▸ The task: Among the entries below, find each line with "index" and show it.

▸ Supplied records:
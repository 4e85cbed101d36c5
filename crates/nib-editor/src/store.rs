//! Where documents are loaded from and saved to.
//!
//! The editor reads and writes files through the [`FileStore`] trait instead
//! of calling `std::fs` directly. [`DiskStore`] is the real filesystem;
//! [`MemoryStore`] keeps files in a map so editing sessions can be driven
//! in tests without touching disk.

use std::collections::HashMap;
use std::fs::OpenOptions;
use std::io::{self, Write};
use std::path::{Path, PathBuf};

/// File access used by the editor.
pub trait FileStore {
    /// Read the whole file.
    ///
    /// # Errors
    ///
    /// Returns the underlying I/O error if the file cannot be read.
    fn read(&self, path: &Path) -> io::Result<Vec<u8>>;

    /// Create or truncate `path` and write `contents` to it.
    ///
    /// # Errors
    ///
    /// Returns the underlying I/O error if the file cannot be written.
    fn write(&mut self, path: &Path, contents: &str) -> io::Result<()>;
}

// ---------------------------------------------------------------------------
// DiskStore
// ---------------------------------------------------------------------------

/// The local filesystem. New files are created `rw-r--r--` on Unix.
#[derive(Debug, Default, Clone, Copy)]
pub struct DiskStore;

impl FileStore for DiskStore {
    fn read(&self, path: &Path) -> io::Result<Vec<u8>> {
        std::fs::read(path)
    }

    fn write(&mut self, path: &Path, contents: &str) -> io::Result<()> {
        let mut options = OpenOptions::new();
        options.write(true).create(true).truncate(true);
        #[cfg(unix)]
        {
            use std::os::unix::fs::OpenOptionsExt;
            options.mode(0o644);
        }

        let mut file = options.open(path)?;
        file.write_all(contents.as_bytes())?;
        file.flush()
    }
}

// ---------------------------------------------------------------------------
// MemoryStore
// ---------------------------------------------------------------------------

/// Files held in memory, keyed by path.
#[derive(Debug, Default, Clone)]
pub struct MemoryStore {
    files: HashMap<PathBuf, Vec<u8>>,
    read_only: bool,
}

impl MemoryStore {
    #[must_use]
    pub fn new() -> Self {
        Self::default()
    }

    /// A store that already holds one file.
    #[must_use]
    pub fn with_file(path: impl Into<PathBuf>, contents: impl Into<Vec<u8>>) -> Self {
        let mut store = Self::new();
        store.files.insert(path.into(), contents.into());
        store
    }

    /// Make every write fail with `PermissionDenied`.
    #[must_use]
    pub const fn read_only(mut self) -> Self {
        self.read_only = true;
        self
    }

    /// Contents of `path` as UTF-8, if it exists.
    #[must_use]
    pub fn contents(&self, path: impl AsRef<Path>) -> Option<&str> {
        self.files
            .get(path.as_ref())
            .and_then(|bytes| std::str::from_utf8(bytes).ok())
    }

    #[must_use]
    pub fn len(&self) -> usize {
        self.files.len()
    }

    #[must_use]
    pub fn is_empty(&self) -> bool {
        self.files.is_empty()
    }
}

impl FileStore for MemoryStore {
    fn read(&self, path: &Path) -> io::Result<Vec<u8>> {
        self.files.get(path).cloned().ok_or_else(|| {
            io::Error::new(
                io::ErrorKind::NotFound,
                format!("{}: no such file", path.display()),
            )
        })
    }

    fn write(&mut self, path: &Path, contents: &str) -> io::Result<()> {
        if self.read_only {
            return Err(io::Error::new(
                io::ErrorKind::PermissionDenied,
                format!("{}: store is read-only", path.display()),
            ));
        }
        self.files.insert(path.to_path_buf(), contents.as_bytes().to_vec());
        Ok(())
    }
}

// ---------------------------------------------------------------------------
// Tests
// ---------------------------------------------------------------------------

* * *

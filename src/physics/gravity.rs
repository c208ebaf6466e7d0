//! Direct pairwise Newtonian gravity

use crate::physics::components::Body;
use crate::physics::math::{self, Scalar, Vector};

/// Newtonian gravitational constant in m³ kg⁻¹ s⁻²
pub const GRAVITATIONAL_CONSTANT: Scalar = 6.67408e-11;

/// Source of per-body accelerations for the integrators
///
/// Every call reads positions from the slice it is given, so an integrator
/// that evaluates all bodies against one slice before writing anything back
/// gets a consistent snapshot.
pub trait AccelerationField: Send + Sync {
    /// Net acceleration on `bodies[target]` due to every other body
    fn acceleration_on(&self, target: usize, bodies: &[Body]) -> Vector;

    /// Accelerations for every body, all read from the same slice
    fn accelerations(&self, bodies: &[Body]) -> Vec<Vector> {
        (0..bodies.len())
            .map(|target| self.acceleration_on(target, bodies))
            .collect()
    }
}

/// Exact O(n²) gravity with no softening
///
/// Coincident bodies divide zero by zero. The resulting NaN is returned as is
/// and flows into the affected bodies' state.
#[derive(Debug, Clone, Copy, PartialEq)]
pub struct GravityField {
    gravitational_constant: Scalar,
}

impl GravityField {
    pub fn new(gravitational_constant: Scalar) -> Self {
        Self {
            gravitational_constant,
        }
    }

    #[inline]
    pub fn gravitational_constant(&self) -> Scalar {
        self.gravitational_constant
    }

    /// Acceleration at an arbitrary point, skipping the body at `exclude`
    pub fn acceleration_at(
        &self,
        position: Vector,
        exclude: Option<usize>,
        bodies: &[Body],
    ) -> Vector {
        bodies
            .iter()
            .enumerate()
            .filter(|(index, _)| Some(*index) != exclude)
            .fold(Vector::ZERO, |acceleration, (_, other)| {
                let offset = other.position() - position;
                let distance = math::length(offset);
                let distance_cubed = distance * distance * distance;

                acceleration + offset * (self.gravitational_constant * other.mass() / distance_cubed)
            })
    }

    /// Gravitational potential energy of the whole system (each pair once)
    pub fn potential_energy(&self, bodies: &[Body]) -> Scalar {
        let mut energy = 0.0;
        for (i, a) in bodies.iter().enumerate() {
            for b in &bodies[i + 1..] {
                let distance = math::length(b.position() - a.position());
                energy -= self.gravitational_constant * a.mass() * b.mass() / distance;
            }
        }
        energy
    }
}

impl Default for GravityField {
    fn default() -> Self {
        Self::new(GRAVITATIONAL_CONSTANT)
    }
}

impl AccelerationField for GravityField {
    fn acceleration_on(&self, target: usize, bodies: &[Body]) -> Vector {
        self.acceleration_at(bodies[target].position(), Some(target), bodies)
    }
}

---

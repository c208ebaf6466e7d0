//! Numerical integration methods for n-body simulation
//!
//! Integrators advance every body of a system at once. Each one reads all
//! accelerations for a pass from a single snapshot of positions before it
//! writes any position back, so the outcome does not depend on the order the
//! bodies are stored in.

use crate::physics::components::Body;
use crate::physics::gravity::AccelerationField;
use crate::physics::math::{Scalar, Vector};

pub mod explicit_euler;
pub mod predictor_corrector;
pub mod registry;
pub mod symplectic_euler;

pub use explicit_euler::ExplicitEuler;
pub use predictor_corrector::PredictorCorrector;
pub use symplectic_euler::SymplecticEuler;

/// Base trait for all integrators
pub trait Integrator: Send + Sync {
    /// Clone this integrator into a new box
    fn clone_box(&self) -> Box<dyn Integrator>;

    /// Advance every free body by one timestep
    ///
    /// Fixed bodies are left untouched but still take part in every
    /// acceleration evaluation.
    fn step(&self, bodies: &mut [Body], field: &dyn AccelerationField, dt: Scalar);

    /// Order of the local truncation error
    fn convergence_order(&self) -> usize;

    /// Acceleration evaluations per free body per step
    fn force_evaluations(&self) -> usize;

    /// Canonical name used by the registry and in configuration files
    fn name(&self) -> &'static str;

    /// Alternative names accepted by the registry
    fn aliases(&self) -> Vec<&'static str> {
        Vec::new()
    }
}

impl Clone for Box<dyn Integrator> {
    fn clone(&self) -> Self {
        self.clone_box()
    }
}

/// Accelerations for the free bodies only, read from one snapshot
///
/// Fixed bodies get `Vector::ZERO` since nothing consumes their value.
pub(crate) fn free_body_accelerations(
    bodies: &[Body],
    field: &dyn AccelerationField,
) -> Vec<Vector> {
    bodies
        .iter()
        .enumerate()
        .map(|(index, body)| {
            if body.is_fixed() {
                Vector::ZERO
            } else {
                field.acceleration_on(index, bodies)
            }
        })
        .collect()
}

▸ Answer:
            .filter(|(index, _)| Some(*index) != exclude)
        .map(|(index, body)| {
                field.acceleration_on(index, bodies)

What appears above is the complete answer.